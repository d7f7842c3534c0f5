use mbl::compiler::{compile, compile_with, CompileOptions};
use mbl::compiler::expr::{Expr, Literal, MAX_DEPTH};
use mbl::compiler::types::{Type, TypeError};
use mbl::runtime::{value::Value, vm::Vm};
use mbl::reader::MAX_NESTING;
use mbl::simple_eval::MAX_CALL_DEPTH;
use mbl::{reader, simple_eval, Error};

fn init_logger() {
    let _ = env_logger::builder().is_test(true).try_init();
}

const SAMPLES: &[(&str, Literal)] = &[
    ("4", Literal::Int(4)),
    ("#t", Literal::Bool(true)),
    ("((lambda (n m) (- n m)) 5 3)", Literal::Int(2)),
    ("(let ((x 3) (y 7)) (- y x))", Literal::Int(4)),
    ("((lambda (y) ((lambda (x) (- x y)) 5)) 3)", Literal::Int(2)),
    ("(= (= 2 2) (= #t #t))", Literal::Bool(true)),
    (
        "(letrec ((fact (lambda (n) (if (= n 0) 1 (* n (fact (- n 1))))))) (fact 10))",
        Literal::Int(3628800),
    ),
    ("(if (= 1 2) 10 20)", Literal::Int(20)),
    ("(begin 1 2 3)", Literal::Int(3)),
    ("((lambda () 42))", Literal::Int(42)),
    ("(+ 1 (let ((x 2)) (* x 3)))", Literal::Int(7)),
    (
        "(let ((add (lambda (x) (lambda (y) (+ x y))))) ((add 3) 4))",
        Literal::Int(7),
    ),
    (
        "(letrec ((even (lambda (n) (if (= n 0) #t (odd (- n 1)))))
                  (odd (lambda (n) (if (= n 0) #f (even (- n 1))))))
           (even 10))",
        Literal::Bool(true),
    ),
    (
        "(let ((k 5))
           (letrec ((f (lambda (n) (if (= n 0) k (f (- n 1))))))
             (f 3)))",
        Literal::Int(5),
    ),
    (
        "(fix ((twice (f x) (f (f x)))) (twice (lambda (n) (* n 2)) 5))",
        Literal::Int(20),
    ),
    (
        "(let ((x 1)) (let ((f (lambda (y) (+ x y)))) (let ((x 100)) (f x))))",
        Literal::Int(101),
    ),
];

fn run(source: &str) -> Result<Value, Error> {
    mbl::run(source)
}

#[test]
fn samples_run_to_expected_values() {
    init_logger();

    for (source, expected) in SAMPLES {
        assert_eq!(run(source), Ok(Value::from(*expected)), "{}", source);
    }
}

#[test]
fn compiled_code_agrees_with_direct_evaluation() {
    init_logger();

    for (source, _) in SAMPLES {
        let compilation = compile(source).unwrap();
        let direct = simple_eval::eval(&compilation.expr).unwrap();

        let mut vm = Vm::new(compilation.program);
        let compiled = vm.run().unwrap();

        assert_eq!(compiled.as_literal(), direct.as_literal(), "{}", source);
    }
}

#[test]
fn inferred_types_of_samples() {
    let ty = |source: &str| compile(source).unwrap().ty.unwrap();

    assert_eq!(ty("4"), Type::Int);
    assert_eq!(ty("(= (= 2 2) (= #t #t))"), Type::Bool);
    assert_eq!(ty("(lambda (x) (+ x 1))"), Type::Arrow(vec![Type::Int, Type::Int]));
    assert!(ty("(lambda (f) (f 1))").is_arrow());
}

#[test]
fn time_reports_executed_steps() {
    assert_eq!(run("(time)"), Ok(Value::Int(2)));
}

#[test]
fn tail_recursion_runs_in_constant_stack() {
    init_logger();

    let source = "(letrec ((loop (lambda (n acc)
                                   (if (= n 0) acc (loop (- n 1) (+ acc 1))))))
                    (loop 100000 0))";
    let compilation = compile(source).unwrap();
    assert!(!compilation.tail_calls.is_empty());

    let mut vm = Vm::new(compilation.program);
    assert_eq!(vm.run(), Ok(Value::Int(100000)));
    assert!(
        vm.stack().high_water() < 16,
        "stack grew to {}",
        vm.stack().high_water()
    );
}

#[test]
fn mutual_tail_recursion_runs_in_constant_stack() {
    let source = "(letrec ((even (lambda (n) (if (= n 0) #t (odd (- n 1)))))
                           (odd (lambda (n) (if (= n 0) #f (even (- n 1))))))
                    (odd 100001))";
    let compilation = compile(source).unwrap();

    let mut vm = Vm::new(compilation.program);
    assert_eq!(vm.run(), Ok(Value::Bool(true)));
    assert!(vm.stack().high_water() < 16);
}

#[test]
fn returned_closures_escape() {
    let compilation = compile("(lambda (x) (lambda (y) (+ x y)))").unwrap();
    let Expr::Abs(outer, outer_tag) = &compilation.expr else {
        panic!("expected a lambda");
    };

    assert!(compilation.escaping.contains(outer_tag));
    assert!(compilation.escaping.contains(outer.body.tag()));

    let value = run("(lambda (x) x)").unwrap();
    assert!(value.is_procedure());

    let compilation = compile("(let ((k 1)) (lambda (x) (+ x k)))").unwrap();
    let closure = simple_eval::eval(&compilation.expr).unwrap();
    assert!(matches!(closure, simple_eval::Datum::Closure(_, Some(_))));
    assert_eq!(closure.as_literal(), None);
    assert!(closure.to_string().starts_with("#<procedure ("));
}

#[test]
fn pipeline_without_type_checking() {
    let options = CompileOptions {
        typecheck: false,
        ..Default::default()
    };
    let compilation = compile_with("((lambda (x) (if x 1 2)) #f)", options).unwrap();
    assert!(compilation.escaping.is_empty());

    let mut vm = Vm::new(compilation.program);
    assert_eq!(vm.run(), Ok(Value::Int(2)));
}

#[test]
fn rejected_programs() {
    init_logger();

    assert!(matches!(
        compile("(lambda (f) (f f))"),
        Err(Error::Type(TypeError::Occurs(..)))
    ));
    assert!(matches!(
        compile("(if 1 2 3)"),
        Err(Error::Type(TypeError::Mismatch(..)))
    ));
    assert!(matches!(
        compile("(lambda (x) (set! x 1))"),
        Err(Error::Unsupported("set!"))
    ));
    assert!(matches!(
        compile("(letrec ((x 1)) x)"),
        Err(Error::NonFunctionBinding(name)) if name.starts_with("x.")
    ));
    assert_eq!(
        compile("(g 1)").map(|_| ()),
        Err(Error::UnboundVariable("g".to_string()))
    );
    assert!(matches!(compile("(+ 1"), Err(Error::Read { .. })));
}

#[test]
fn runtime_traps_are_reported() {
    let options = CompileOptions {
        typecheck: false,
        ..Default::default()
    };

    let compilation = compile_with("(1 2)", options).unwrap();
    let mut vm = Vm::new(compilation.program);
    assert!(matches!(vm.run(), Err(Error::Trap(_))));

    let compilation = compile_with("(+ 1 #t)", options).unwrap();
    let mut vm = Vm::new(compilation.program);
    assert!(matches!(vm.run(), Err(Error::Trap(_))));
}

#[test]
fn disassembly_lists_every_block() {
    let compilation = compile("(let ((f (lambda (x) x)) (g (lambda (y) y))) (f g))").unwrap();
    let listing = compilation.program.to_string();

    assert!(listing.starts_with("0000:"));
    assert_eq!(listing.lines().filter(|line| line.ends_with(':')).count(), 2);
    assert!(listing.contains("halt"));
}

#[test]
fn reader_output_matches_hand_built_tree() {
    let expr = reader::read("(let ((x 3)) x)").unwrap();
    assert_eq!(expr.to_string(), "(let ((x 3)) x)");
}

fn nested_sums(depth: usize) -> String {
    format!("{}1{}", "(+ 1 ".repeat(depth), ")".repeat(depth))
}

#[test]
fn nesting_limit_is_an_error_not_a_crash() {
    init_logger();

    assert_eq!(run(&nested_sums(MAX_NESTING)), Ok(Value::Int(MAX_NESTING as i64 + 1)));

    match compile(&nested_sums(MAX_NESTING + 1)) {
        Err(Error::Read { message, .. }) => assert_eq!(message, "nesting too deep"),
        other => panic!("expected a read error, got {:?}", other.map(|_| ())),
    }

    // every multi-expression body adds a `begin` below its list
    let mut source = String::from("0");
    for _ in 0..MAX_NESTING - 1 {
        source = format!("(lambda () 0 {})", source);
    }
    let expr = compile(&source).unwrap().expr;
    assert!(expr.deeper_than(MAX_NESTING));
    assert!(!expr.deeper_than(MAX_DEPTH));
}

#[test]
fn deep_non_tail_recursion() {
    let source = "(letrec ((f (lambda (n) (if (= n 0) 0 (+ 1 (f (- n 1))))))) (f 1000))";
    let compilation = compile(source).unwrap();

    assert!(matches!(
        simple_eval::eval(&compilation.expr),
        Err(Error::Trap(_))
    ));

    let mut vm = Vm::new(compilation.program);
    assert_eq!(vm.run(), Ok(Value::Int(1000)));

    let shallow = format!(
        "(letrec ((f (lambda (n) (if (= n 0) 0 (+ 1 (f (- n 1))))))) (f {}))",
        MAX_CALL_DEPTH - 1
    );
    let compilation = compile(&shallow).unwrap();
    let direct = simple_eval::eval(&compilation.expr).unwrap();
    assert_eq!(direct.as_literal(), Some(Literal::Int(MAX_CALL_DEPTH as i64 - 1)));
}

**EXERCISE DETAILS**
Retype only this range exactly: the first line of the data through the line where "(n m) (- n m)) 5" appears.

**RESULT OF THIS TASK**
repository d7f7842c3534c0f5
use mbl::compiler::{compile, compile_with, CompileOptions};
use mbl::compiler::expr::{Expr, Literal, MAX_DEPTH};
use mbl::compiler::types::{Type, TypeError};
use mbl::runtime::{value::Value, vm::Vm};
use mbl::reader::MAX_NESTING;
use mbl::simple_eval::MAX_CALL_DEPTH;
use mbl::{reader, simple_eval, Error};

fn init_logger() {
    let _ = env_logger::builder().is_test(true).try_init();
}

const SAMPLES: &[(&str, Literal)] = &[
    ("4", Literal::Int(4)),
    ("#t", Literal::Bool(true)),
    ("((lambda (n m) (- n m)) 5 3)", Literal::Int(2)),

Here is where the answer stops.